Following the meeting, 140 countries, including Canada, pledged to impose the tax.  

While a tax on large corporations does not necessarily sound unethical, implementing a global tax appears to be just the first step in the WEF’s globalization plan by undermining the sovereignty of nations.  

While Bernier explained that multinationals should pay taxes, he argued it is the role of each country to determine what those taxes are.   

“The logic of pressuring countries with low taxes to raise them is that it lessens fiscal competition and makes it then less costly and easier for countries with higher taxes to keep them high,” he said.  

Bernier pointed out that competition is good since it “forces everyone to get better and more efficient.” 

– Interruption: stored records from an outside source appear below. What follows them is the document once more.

#[cfg(test)]
mod tests {
    use super::*;
    use crate::config::IndexingConfig;
    use crate::enrichment::fake::FakeModel;
    use crate::storage::{Database, NewArticle, SqliteArticleStore};
    use tempfile::TempDir;

    const DIM: usize = 4;

    struct Fixture {
        store: Arc<SqliteArticleStore>,
        index: Arc<VectorIndex>,
        tags: Arc<TagFrequencyCache>,
        _temp: TempDir,
    }

    impl Fixture {
        fn new(indexing_enabled: bool) -> Self {
            let temp = TempDir::new().unwrap();
            let db = Arc::new(Database::new(&temp.path().join("test.db")).unwrap());
            let store = Arc::new(SqliteArticleStore::new(db.clone()));
            let index = Arc::new(VectorIndex::open(
                db,
                &IndexingConfig {
                    enabled: indexing_enabled,
                    vector_dim: DIM,
                },
            ));
            let tags = Arc::new(TagFrequencyCache::new());
            tags.initialize(store.as_ref()).unwrap();

            Self {
                store,
                index,
                tags,
                _temp: temp,
            }
        }

        fn pipeline(&self, model: FakeModel) -> (EnrichmentPipeline, Arc<FakeModel>) {
            self.pipeline_with_timeout(model, Duration::from_secs(5))
        }

        fn pipeline_with_timeout(
            &self,
            model: FakeModel,
            timeout: Duration,
        ) -> (EnrichmentPipeline, Arc<FakeModel>) {
            let model = Arc::new(model);
            let pipeline = EnrichmentPipeline::new(
                model.clone(),
                self.store.clone(),
                self.index.clone(),
                self.tags.clone(),
                timeout,
            );
            (pipeline, model)
        }

        fn insert(&self, title: &str) -> Article {
            self.store
                .insert(&NewArticle {
                    title: title.to_string(),
                    content: format!("Content about {}", title),
                    ..Default::default()
                })
                .unwrap()
        }
    }

    #[tokio::test]
    async fn test_full_run() {
        let fx = Fixture::new(true);
        let (pipeline, _) = fx.pipeline(FakeModel::new(DIM).with_tags(&["Rust", "Async"]));
        let article = fx.insert("Tokio");

        let report = pipeline.run(article.id, &CancellationToken::new()).await.unwrap();

        assert!(report.found);
        assert_eq!(report.tags, StageOutcome::Completed);
        assert_eq!(report.summary, StageOutcome::Completed);
        assert_eq!(report.embedding, StageOutcome::Completed);

        let stored = fx.store.get(article.id).unwrap().unwrap();
        assert_eq!(stored.tags, Some(vec!["Rust".to_string(), "Async".to_string()]));
        assert_eq!(stored.summary.as_deref(), Some("A short summary."));
        assert!(stored.embedded);
        assert!(fx.index.get(article.id).unwrap().is_some());
        assert_eq!(fx.tags.count("rust"), 1);
    }

    #[tokio::test]
    async fn test_completed_stages_are_not_rerun() {
        let fx = Fixture::new(true);
        let (pipeline, model) = fx.pipeline(FakeModel::new(DIM));
        let article = fx.insert("Idempotent");

        pipeline.run(article.id, &CancellationToken::new()).await.unwrap();
        let report = pipeline.run(article.id, &CancellationToken::new()).await.unwrap();

        assert_eq!(report.tags, StageOutcome::AlreadyDone);
        assert_eq!(report.summary, StageOutcome::AlreadyDone);
        assert_eq!(report.embedding, StageOutcome::AlreadyDone);
        assert_eq!(model.calls(Stage::Tags), 1);
        assert_eq!(fx.tags.count("Rust"), 1);
    }

    #[tokio::test]
    async fn test_failed_stage_does_not_abort_run() {
        let fx = Fixture::new(true);
        let (pipeline, _) = fx.pipeline(FakeModel::new(DIM).failing(Stage::Summary));
        let article = fx.insert("Partial");

        let report = pipeline.run(article.id, &CancellationToken::new()).await.unwrap();

        assert_eq!(report.tags, StageOutcome::Completed);
        assert!(matches!(report.summary, StageOutcome::Failed(_)));
        assert_eq!(report.embedding, StageOutcome::Completed);
        assert!(report.has_failures());

        let stored = fx.store.get(article.id).unwrap().unwrap();
        assert!(stored.summary.is_none());
        assert!(stored.embedded);
    }

    #[tokio::test]
    async fn test_empty_summary_is_not_persisted() {
        let fx = Fixture::new(true);
        let (pipeline, _) = fx.pipeline(FakeModel::new(DIM).with_summary("   "));
        let article = fx.insert("Quiet");

        let report = pipeline.run(article.id, &CancellationToken::new()).await.unwrap();

        assert_eq!(report.summary, StageOutcome::Empty);
        assert!(fx.store.get(article.id).unwrap().unwrap().summary.is_none());
    }

    #[tokio::test]
    async fn test_empty_tags_are_persisted() {
        let fx = Fixture::new(true);
        let (pipeline, _) = fx.pipeline(FakeModel::new(DIM).with_tags(&[]));
        let article = fx.insert("Untaggable");

        let report = pipeline.run(article.id, &CancellationToken::new()).await.unwrap();

        assert_eq!(report.tags, StageOutcome::Empty);
        assert_eq!(
            fx.store.get(article.id).unwrap().unwrap().tags,
            Some(Vec::new())
        );
        assert!(fx.tags.popular_tags().is_empty());
    }

    #[tokio::test]
    async fn test_zero_length_embedding_is_soft_failure() {
        let fx = Fixture::new(true);
        let (pipeline, _) = fx.pipeline(FakeModel::new(DIM).with_embedding("Hollow", vec![]));
        let article = fx.insert("Hollow");

        let report = pipeline.run(article.id, &CancellationToken::new()).await.unwrap();

        assert_eq!(report.tags, StageOutcome::Completed);
        assert_eq!(report.summary, StageOutcome::Completed);
        assert_eq!(report.embedding, StageOutcome::Empty);

        let stored = fx.store.get(article.id).unwrap().unwrap();
        assert!(!stored.embedded);
        assert!(fx.index.get(article.id).unwrap().is_none());
    }

    #[tokio::test]
    async fn test_embedding_skipped_when_index_disabled() {
        let fx = Fixture::new(false);
        let (pipeline, model) = fx.pipeline(FakeModel::new(DIM));
        let article = fx.insert("Offline");

        let report = pipeline.run(article.id, &CancellationToken::new()).await.unwrap();

        assert_eq!(report.embedding, StageOutcome::Skipped);
        assert_eq!(model.calls(Stage::Embedding), 0);
    }

    #[tokio::test]
    async fn test_wrong_dimension_embedding_fails_stage() {
        let fx = Fixture::new(true);
        let (pipeline, _) =
            fx.pipeline(FakeModel::new(DIM).with_embedding("Odd", vec![1.0, 2.0]));
        let article = fx.insert("Odd");

        let report = pipeline.run(article.id, &CancellationToken::new()).await.unwrap();

        assert!(matches!(report.embedding, StageOutcome::Failed(_)));
        assert!(!fx.store.get(article.id).unwrap().unwrap().embedded);
    }

    #[tokio::test]
    async fn test_missing_article_is_noop() {
        let fx = Fixture::new(true);
        let (pipeline, model) = fx.pipeline(FakeModel::new(DIM));

        let report = pipeline.run(999, &CancellationToken::new()).await.unwrap();

        assert!(!report.found);
        assert_eq!(model.calls(Stage::Tags), 0);
    }

    #[tokio::test]
    async fn test_timeout_fails_only_that_stage() {
        let fx = Fixture::new(true);
        let (pipeline, _) = fx.pipeline_with_timeout(
            FakeModel::new(DIM).hanging(Stage::Tags),
            Duration::from_millis(50),
        );
        let article = fx.insert("Slow");

        let report = pipeline.run(article.id, &CancellationToken::new()).await.unwrap();

        match &report.tags {
            StageOutcome::Failed(message) => assert!(message.contains("timed out")),
            other => panic!("unexpected outcome: {other:?}"),
        }
        assert_eq!(report.summary, StageOutcome::Completed);
        assert!(fx.store.get(article.id).unwrap().unwrap().tags.is_none());
    }

    #[tokio::test]
    async fn test_cancellation_stops_run() {
        let fx = Fixture::new(true);
        let (pipeline, model) = fx.pipeline(FakeModel::new(DIM).hanging(Stage::Summary));
        let article = fx.insert("Interrupted");
        let cancel = CancellationToken::new();

        let trigger = cancel.clone();
        tokio::spawn(async move {
            tokio::time::sleep(Duration::from_millis(50)).await;
            trigger.cancel();
        });

        let report = pipeline.run(article.id, &cancel).await.unwrap();

        assert_eq!(report.tags, StageOutcome::Completed);
        assert_eq!(report.summary, StageOutcome::Cancelled);
        assert_eq!(report.embedding, StageOutcome::NotRun);
        assert!(report.was_cancelled());
        assert_eq!(model.calls(Stage::Embedding), 0);
    }

    #[tokio::test]
    async fn test_article_deleted_mid_run_leaves_no_vector() {
        let fx = Fixture::new(true);
        let (pipeline, _) = fx.pipeline(FakeModel::new(DIM));
        let article = fx.insert("Ephemeral");

        // Simulate deletion between load and the embedding write
        fx.store.delete(article.id).unwrap();
        let outcome = pipeline
            .embedding_stage(&article, &CancellationToken::new())
            .await
            .unwrap();

        assert_eq!(outcome, StageOutcome::Discarded);
        assert!(fx.index.get(article.id).unwrap().is_none());
    }

    #[tokio::test]
    async fn test_concurrent_tag_runs_count_once() {
        let fx = Fixture::new(true);
        let (pipeline, _) = fx.pipeline(
            FakeModel::new(DIM)
                .with_tags(&["Shared"])
                .with_delay(Duration::from_millis(20)),
        );
        let pipeline = Arc::new(pipeline);
        let article = fx.insert("Racy");

        let a = {
            let pipeline = pipeline.clone();
            tokio::spawn(async move { pipeline.run(article.id, &CancellationToken::new()).await })
        };
        let b = {
            let pipeline = pipeline.clone();
            tokio::spawn(async move { pipeline.run(article.id, &CancellationToken::new()).await })
        };
        a.await.unwrap().unwrap();
        b.await.unwrap().unwrap();

        assert_eq!(fx.tags.count("shared"), 1);
    }

    /// Store that deletes the article, the way the service does, right after
    /// the tag write lands
    struct DeleteAfterTagWrite {
        inner: Arc<SqliteArticleStore>,
        tags: Arc<TagFrequencyCache>,
    }

    impl ArticleStore for DeleteAfterTagWrite {
        fn insert(&self, article: &NewArticle) -> Result<Article> {
            self.inner.insert(article)
        }

        fn get(&self, id: i64) -> Result<Option<Article>> {
            self.inner.get(id)
        }

        fn edit(&self, id: i64, edit: &crate::storage::ArticleEdit) -> Result<Option<Article>> {
            self.inner.edit(id, edit)
        }

        fn delete(&self, id: i64) -> Result<Option<Article>> {
            self.inner.delete(id)
        }

        fn set_tags_if_pending(&self, id: i64, tags: &[String]) -> Result<bool> {
            let written = self.inner.set_tags_if_pending(id, tags)?;
            if written {
                if let Some(removed) = self.inner.delete(id)? {
                    self.tags.remove_tags(removed.tag_list());
                }
            }
            Ok(written)
        }

        fn set_summary(&self, id: i64, summary: &str) -> Result<bool> {
            self.inner.set_summary(id, summary)
        }

        fn set_embedded(&self, id: i64, embedded: bool) -> Result<bool> {
            self.inner.set_embedded(id, embedded)
        }

        fn all_tag_sets(&self) -> Result<Vec<Vec<String>>> {
            self.inner.all_tag_sets()
        }

        fn list(&self) -> Result<Vec<Article>> {
            self.inner.list()
        }

        fn clear(&self) -> Result<usize> {
            self.inner.clear()
        }
    }

    #[tokio::test]
    async fn test_delete_right_after_tag_write_leaves_no_count() {
        let fx = Fixture::new(true);
        let store = Arc::new(DeleteAfterTagWrite {
            inner: fx.store.clone(),
            tags: fx.tags.clone(),
        });
        let pipeline = EnrichmentPipeline::new(
            Arc::new(FakeModel::new(DIM).with_tags(&["Fleeting"])),
            store,
            fx.index.clone(),
            fx.tags.clone(),
            Duration::from_secs(5),
        );
        let article = fx.insert("Gone soon");

        pipeline.run(article.id, &CancellationToken::new()).await.unwrap();

        assert!(fx.store.get(article.id).unwrap().is_none());
        assert_eq!(fx.tags.count("fleeting"), 0);
        assert!(fx.tags.popular_tags().is_empty());
    }

    #[tokio::test]
    async fn test_rejected_tag_write_rolls_back_count() {
        let fx = Fixture::new(true);
        let (pipeline, _) = fx.pipeline(FakeModel::new(DIM).with_tags(&["Late"]));
        let article = fx.insert("Already tagged");
        fx.store
            .set_tags_if_pending(article.id, &["Early".to_string()])
            .unwrap();

        let outcome = pipeline
            .tag_stage(&article, &CancellationToken::new())
            .await
            .unwrap();

        assert_eq!(outcome, StageOutcome::Discarded);
        assert_eq!(fx.tags.count("late"), 0);
    }
}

“In the end, we all end up paying for taxes, even those paid by multinationals, as it causes them to raise prices and transfer the cost of taxes to consumers,” he warned.  

Bernier further explained that the new tax could be a first step “toward the implementation of global taxes by the United Nations or some of its agencies, with the cooperation of globalist governments like Trudeau’s willing to cede our sovereignty to these international organizations.”   

“Just like ‘temporary taxes’ (like the income tax adopted during WWI) tend to become permanent, ‘minimum taxes’ tend to be raised,” he warned. “And if the idea of a global corporate tax becomes normalized, we may eventually see other agreements to impose other taxes, on carbon, airfare, or who knows what.”   

Trudeau’s involvement in the WEF’s plan should not be surprising considering his current environmental goals – which are in lockstep with the United Nations’ 2030 Agenda for Sustainable Development – which include the phasing out coal-fired power plants, reducing fertilizer usage, and curbing natural gas use over the coming decades.    

The reduction and eventual elimination of so-called “fossil fuels” and a transition to unreliable “green” energy has also been pushed by the World Economic Forum – the aforementioned group famous for its socialist “Great Reset” agenda – in which Trudeau and some of his cabinet are involved.